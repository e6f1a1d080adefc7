use serde::Serialize;

use super::model::DailyLogRecord;
use crate::stats::{
    aggregate::{aggregate, DayTotals},
    scoring::{score, ScoreResult},
};

/// One member's day with its totals and points.
#[derive(Debug, Serialize)]
#[serde(rename_all = "camelCase")]
pub struct DayView {
    pub record: DailyLogRecord,
    pub totals: DayTotals,
    pub score: ScoreResult,
}

impl From<DailyLogRecord> for DayView {
    fn from(record: DailyLogRecord) -> Self {
        let totals = aggregate(&record);
        let score = score(&totals);
        Self {
            record,
            totals,
            score,
        }
    }
}
use lazy_static::lazy_static;
use regex::Regex;

use crate::{error::AppError, logs::day::Day};

pub(crate) fn is_valid_group_id(id: &str) -> bool {
    lazy_static! {
        static ref GROUP_ID_RE: Regex = Regex::new(r"^[a-z0-9][a-z0-9_-]{0,63}$").unwrap();
    }
    GROUP_ID_RE.is_match(id)
}

/// Group codes are case-insensitive; they are stored lowercase.
pub(crate) fn group_id(raw: &str) -> Result<String, AppError> {
    let id = raw.trim().to_lowercase();
    if !is_valid_group_id(&id) {
        return Err(AppError::BadRequest(format!("invalid group id {raw:?}")));
    }
    Ok(id)
}

pub(crate) fn day(raw: &str) -> Result<Day, AppError> {
    raw.parse()
        .map_err(|_| AppError::BadRequest(format!("invalid day {raw:?}; expected YYYY-MM-DD")))
}

pub(crate) fn optional_day(raw: Option<&str>) -> Result<Option<Day>, AppError> {
    raw.filter(|s| !s.trim().is_empty()).map(day).transpose()
}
◆ ◆ ◆ ◆
Task — The required output is a copy of each line in the records where the string "format" occurs.

Finished exercise —
        return Err(AppError::BadRequest(format!("invalid group id {raw:?}")));
        .map_err(|_| AppError::BadRequest(format!("invalid day {raw:?}; expected YYYY-MM-DD")))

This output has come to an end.